**YOUR GOAL**. Count the lines below that include "nearest". Only the number should be given.
--- SOURCE DATA Enclosed Below ---
//! Flags: typed policies attached to zones.
//!
//! ## Key Types
//!
//! - `FlagType`: a catalogued kind of flag, owning its codec and default
//! - `Flag`: an instance with a value and optional capabilities
//! - `Enabled` / `GroupKeyed`: capability traits, queried on a flag
//! - `FlagManager`: type registry plus the defaults registry

pub mod flag;
pub mod flag_type;
pub mod manager;
pub mod standard;
pub mod value;

pub use flag::{Capabilities, Enabled, EnabledState, Flag, GroupKeyed, RequiredKey};
pub use flag_type::{FlagType, PayloadKind, StandardFlagType};
pub use manager::FlagManager;
pub use value::FlagValue;
impl ZoneManager {
    /// Create an empty registry backed by `store`. New zones are saved
    /// under `namespace`.
    pub fn new(store: Box<dyn RecordStore>, namespace: impl Into<String>) -> Self {
        Self {
            zones: FxHashMap::default(),
            children: FxHashMap::default(),
            origins: FxHashMap::default(),
            store,
            namespace: namespace.into(),
        }
    }

    /// An empty registry with an in-memory store.
    #[must_use]
    pub fn in_memory() -> Self {
        Self::new(Box::new(MemoryStore::new()), DEFAULT_NAMESPACE)
    }

    // === Loading ===

    /// Decode one zone document. Nothing is registered.
    pub fn parse(text: &str, origin: &str, flags: &FlagManager) -> Result<Zone, LoadError> {
        let record: ZoneRecord =
            serde_json::from_str(text).map_err(|source| LoadError::Malformed {
                origin: origin.to_string(),
                source,
            })?;
        record.into_zone(flags)
    }

    /// Read and decode one stored record. Nothing is registered.
    pub fn load(&self, key: &RecordKey, flags: &FlagManager) -> Result<Zone, LoadError> {
        let text = self.store.read(key)?;
        Self::parse(&text, &key.to_string(), flags)
    }

    // === Registration ===

    /// Add a zone. Fails if the id is taken, cannot name a record, or the
    /// parent is not registered; the registry is unchanged on failure.
    pub fn register(&mut self, zone: Zone) -> Result<(), RegisterError> {
        let key = RecordKey::new(self.namespace.clone(), zone.id().as_str());
        self.register_from(zone, key)
    }

    fn register_from(&mut self, zone: Zone, key: RecordKey) -> Result<(), RegisterError> {
        let id = zone.id().clone();
        if !is_valid_name(id.as_str()) {
            return Err(RegisterError::InvalidId(id));
        }
        if self.zones.contains_key(&id) {
            return Err(RegisterError::DuplicateId(id));
        }
        if let Some(parent) = zone.parent_id() {
            if !self.zones.contains_key(parent) {
                return Err(RegisterError::DanglingParent {
                    id,
                    parent: parent.clone(),
                });
            }
            let siblings = self.children.entry(parent.clone()).or_default();
            siblings.push(id.clone());
            siblings.sort();
        }
        debug!(zone = %id, "registered zone");
        self.origins.entry(id.clone()).or_insert(key);
        self.zones.insert(id, zone);
        Ok(())
    }

    /// Remove a zone from the registry. Refused while it has children.
    /// The persisted record is left alone.
    pub fn unregister(&mut self, id: &ZoneId) -> Result<Zone, RegisterError> {
        if !self.zones.contains_key(id) {
            return Err(RegisterError::UnknownZone(id.clone()));
        }
        let children = self.children_of(id).len();
        if children > 0 {
            return Err(RegisterError::HasChildren {
                id: id.clone(),
                children,
            });
        }
        let zone = self
            .zones
            .remove(id)
            .ok_or_else(|| RegisterError::UnknownZone(id.clone()))?;
        if let Some(parent) = zone.parent_id() {
            if let Some(siblings) = self.children.get_mut(parent) {
                siblings.retain(|child| child != id);
            }
        }
        self.children.remove(id);
        debug!(zone = %id, "unregistered zone");
        Ok(zone)
    }

    // === Persistence ===

    /// Record key a zone is saved under.
    #[must_use]
    pub fn record_key(&self, id: &ZoneId) -> RecordKey {
        self.origins
            .get(id)
            .cloned()
            .unwrap_or_else(|| RecordKey::new(self.namespace.clone(), id.as_str()))
    }

    /// Write a registered zone's record.
    pub fn save(&mut self, id: &ZoneId, flags: &FlagManager) -> Result<(), SaveError> {
        let zone = self
            .zones
            .get(id)
            .ok_or_else(|| RegisterError::UnknownZone(id.clone()))?;
        let record = ZoneRecord::from_zone(zone, flags)?;
        let key = self.record_key(id);
        let text = serde_json::to_string_pretty(&record).map_err(|source| PersistError::Encoding {
            path: key.to_string(),
            source,
        })?;
        if let Err(err) = self.store.write(&key, &text) {
            warn!(zone = %id, error = %err, "failed to save zone");
            return Err(err.into());
        }
        debug!(zone = %id, record = %key, "saved zone");
        Ok(())
    }

    /// Unregister a zone and delete its record.
    ///
    /// The zone stays unregistered even if the record cannot be deleted. A
    /// zone that was never saved has nothing to delete.
    pub fn delete(&mut self, id: &ZoneId) -> Result<Zone, SaveError> {
        let key = self.record_key(id);
        let zone = self.unregister(id)?;
        self.origins.remove(id);
        match self.store.delete(&key) {
            Ok(()) | Err(PersistError::NotFound(_)) => {
                info!(zone = %id, "deleted zone");
                Ok(zone)
            }
            Err(err) => {
                warn!(zone = %id, error = %err, "zone unregistered but its record remains");
                Err(err.into())
            }
        }
    }

    // === Lookup ===

    /// Look up a zone.
    #[must_use]
    pub fn get_zone(&self, id: &ZoneId) -> Option<&Zone> {
        self.zones.get(id)
    }

    /// Mutable zone for flag and membership edits. Parent links cannot be
    /// changed through it.
    pub fn get_zone_mut(&mut self, id: &ZoneId) -> Option<&mut Zone> {
        self.zones.get_mut(id)
    }

    /// Every zone, in no particular order.
    pub fn get_zones(&self) -> impl Iterator<Item = &Zone> {
        self.zones.values()
    }

    /// Number of zones.
    #[must_use]
    pub fn len(&self) -> usize {
        self.zones.len()
    }

    /// Check if no zones are registered.
    #[must_use]
    pub fn is_empty(&self) -> bool {
        self.zones.is_empty()
    }

    /// Number of zones without a parent.
    #[must_use]
    pub fn root_count(&self) -> usize {
        self.zones.values().filter(|z| z.parent_id().is_none()).count()
    }

    /// Ids of a zone's direct children, sorted.
    #[must_use]
    pub fn children_of(&self, id: &ZoneId) -> &[ZoneId] {
        self.children.get(id).map(Vec::as_slice).unwrap_or(&[])
    }

    /// The zone followed by each ancestor, nearest first.
    pub fn lineage<'a>(&'a self, id: &ZoneId) -> impl Iterator<Item = &'a Zone> + 'a {
        let mut next = self.zones.get(id);
        let mut budget = self.zones.len();
        std::iter::from_fn(move || {
            let current = next?;
            if budget == 0 {
                return None;
            }
            budget -= 1;
            next = current.parent_id().and_then(|p| self.zones.get(p));
            Some(current)
        })
    }

    /// Number of ancestors.
    #[must_use]
    pub fn depth(&self, id: &ZoneId) -> usize {
        self.lineage(id).count().saturating_sub(1)
    }

    /// The part of a zone's region not covered by its children.
    #[must_use]
    pub fn true_extent(&self, id: &ZoneId) -> Option<RegionSet> {
        let zone = self.zones.get(id)?;
        let children = self
            .children_of(id)
            .iter()
            .filter_map(|child| self.zones.get(child))
            .map(Zone::region);
        Some(zone.region().true_extent(children))
    }

    /// Every zone containing the location, outermost first.
    #[must_use]
    pub fn zones_at(&self, location: &Location) -> Vec<&Zone> {
        let mut found: Vec<(usize, &Zone)> = self
            .zones
            .values()
            .filter(|zone| zone.contains(location))
            .map(|zone| (self.depth(zone.id()), zone))
            .collect();
        found.sort_by(|(da, a), (db, b)| da.cmp(db).then_with(|| a.id().cmp(b.id())));
        found.into_iter().map(|(_, zone)| zone).collect()
    }

    /// The deepest zone containing the location. Ties go to the lowest id.
    #[must_use]
    pub fn innermost_zone_at(&self, location: &Location) -> Option<&Zone> {
        self.zones
            .values()
            .filter(|zone| zone.contains(location))
            .min_by(|a, b| {
                self.depth(b.id())
                    .cmp(&self.depth(a.id()))
                    .then_with(|| a.id().cmp(b.id()))
            })
    }

    /// Effective flag of a type for a zone: its explicit flag, else the
    /// nearest ancestor's, else the default.
    #[must_use]
    pub fn resolve_zone_flag<'a>(
        &'a self,
        id: &ZoneId,
        type_id: &FlagTypeId,
        flags: &'a FlagManager,
    ) -> Option<ResolvedFlag<'a>> {
        for zone in self.lineage(id) {
            if let Some(flag) = zone.get_flag(type_id) {
                return Some(ResolvedFlag {
                    flag,
                    source: FlagSource::Zone(zone.id().clone()),
                });
            }
        }
        flags.default_flag(type_id).map(ResolvedFlag::from_default)
    }

    /// Effective flag of a type at a location.
    ///
    /// Starts from the innermost zone there and falls back up the parent
    /// chain, then to the defaults registry. Outside every zone only the
    /// default applies.
    #[must_use]
    pub fn resolve_flag<'a>(
        &'a self,
        location: &Location,
        type_id: &FlagTypeId,
        flags: &'a FlagManager,
    ) -> Option<ResolvedFlag<'a>> {
        match self.innermost_zone_at(location) {
            Some(zone) => self.resolve_zone_flag(zone.id(), type_id, flags),
            None => flags.default_flag(type_id).map(ResolvedFlag::from_default),
        }
    }

    // === Reload ===

    /// Re-scan the store and rebuild the registry from it.
    ///
    /// Not atomic. Records are applied one at a time, parents before
    /// children, replacing the live zone of the same id. A record that fails
    /// to load is reported and skipped, leaving any live version of that
    /// zone in place. Zones whose record is gone from the store are dropped,
    /// as is any zone left without its parent.
    ///
    /// Only a failure to list the store aborts the reload, before anything
    /// is touched.
    pub fn zones_reload(&mut self, flags: &FlagManager) -> Result<ReloadReport, PersistError> {
        let keys = self.store.list()?;
        let mut report = ReloadReport::default();

        let mut parsed: Vec<(RecordKey, Zone)> = Vec::new();
        let mut failed_keys: FxHashSet<RecordKey> = FxHashSet::default();
        for key in keys {
            match self.load(&key, flags) {
                Ok(zone) if !is_valid_name(zone.id().as_str()) => {
                    let err = RegisterError::InvalidId(zone.id().clone());
                    warn!(record = %key, error = %err, "skipping zone record");
                    report.batch.record_failure(key.to_string(), err.into());
                    failed_keys.insert(key);
                }
                Ok(zone) => parsed.push((key, zone)),
                Err(err) => {
                    warn!(record = %key, error = %err, "skipping zone record");
                    report.batch.record_failure(key.to_string(), err.into());
                    failed_keys.insert(key);
                }
            }
        }

        // Zones kept as they are: their record exists but did not load.
        let retained: FxHashSet<ZoneId> = self
            .origins
            .iter()
            .filter(|(id, key)| failed_keys.contains(*key) && self.zones.contains_key(*id))
            .map(|(id, _)| id.clone())
            .collect();
        let incoming: FxHashSet<ZoneId> = parsed.iter().map(|(_, z)| z.id().clone()).collect();

        let vanished: Vec<ZoneId> = self
            .zones
            .keys()
            .filter(|id| !retained.contains(*id) && !incoming.contains(*id))
            .cloned()
            .collect();
        for id in vanished {
            self.drop_zone(&id);
            report.removed.push(id);
        }

        let mut present = retained;
        let mut applied: FxHashSet<ZoneId> = FxHashSet::default();
        let mut pending = parsed;
        let mut progress = true;
        while progress && !pending.is_empty() {
            progress = false;
            let mut waiting = Vec::new();
            for (key, zone) in pending {
                let id = zone.id().clone();
                if applied.contains(&id) {
                    let err = RegisterError::DuplicateId(id);
                    warn!(record = %key, error = %err, "skipping zone record");
                    report.batch.record_failure(key.to_string(), err.into());
                    continue;
                }
                let ready = zone.parent_id().map_or(true, |p| present.contains(p));
                if !ready {
                    waiting.push((key, zone));
                    continue;
                }
                self.zones.insert(id.clone(), zone);
                self.origins.insert(id.clone(), key);
                present.insert(id.clone());
                applied.insert(id);
                report.batch.record_success();
                progress = true;
            }
            pending = waiting;
        }

        for (key, zone) in pending {
            let parent = zone.parent_id().cloned().unwrap_or_else(|| ZoneId::new(""));
            let err = RegisterError::DanglingParent {
                id: zone.id().clone(),
                parent,
            };
            warn!(record = %key, error = %err, "skipping zone record");
            report.batch.record_failure(key.to_string(), err.into());
        }

        // Live versions left behind may now point at a parent that is gone.
        loop {
            let orphans: Vec<ZoneId> = self
                .zones
                .values()
                .filter(|z| z.parent_id().is_some_and(|p| !self.zones.contains_key(p)))
                .map(|z| z.id().clone())
                .collect();
            if orphans.is_empty() {
                break;
            }
            for id in orphans {
                self.drop_zone(&id);
                report.removed.push(id);
            }
        }

        self.rebuild_children();
        info!(
            loaded = report.batch.succeeded,
            failed = report.batch.failure_count(),
            removed = report.removed.len(),
            total = self.zones.len(),
            "reloaded zones"
        );
        Ok(report)
    }

    fn drop_zone(&mut self, id: &ZoneId) {
        self.zones.remove(id);
        self.origins.remove(id);
        debug!(zone = %id, "dropped zone");
    }

    fn rebuild_children(&mut self) {
        self.children.clear();
        for zone in self.zones.values() {
            if let Some(parent) = zone.parent_id() {
                self.children
                    .entry(parent.clone())
                    .or_default()
                    .push(zone.id().clone());
            }
        }
        for siblings in self.children.values_mut() {
            siblings.sort();
        }
    }
}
--- End of Enclosed SOURCE DATA ---
**RESPONSE BOX**. 2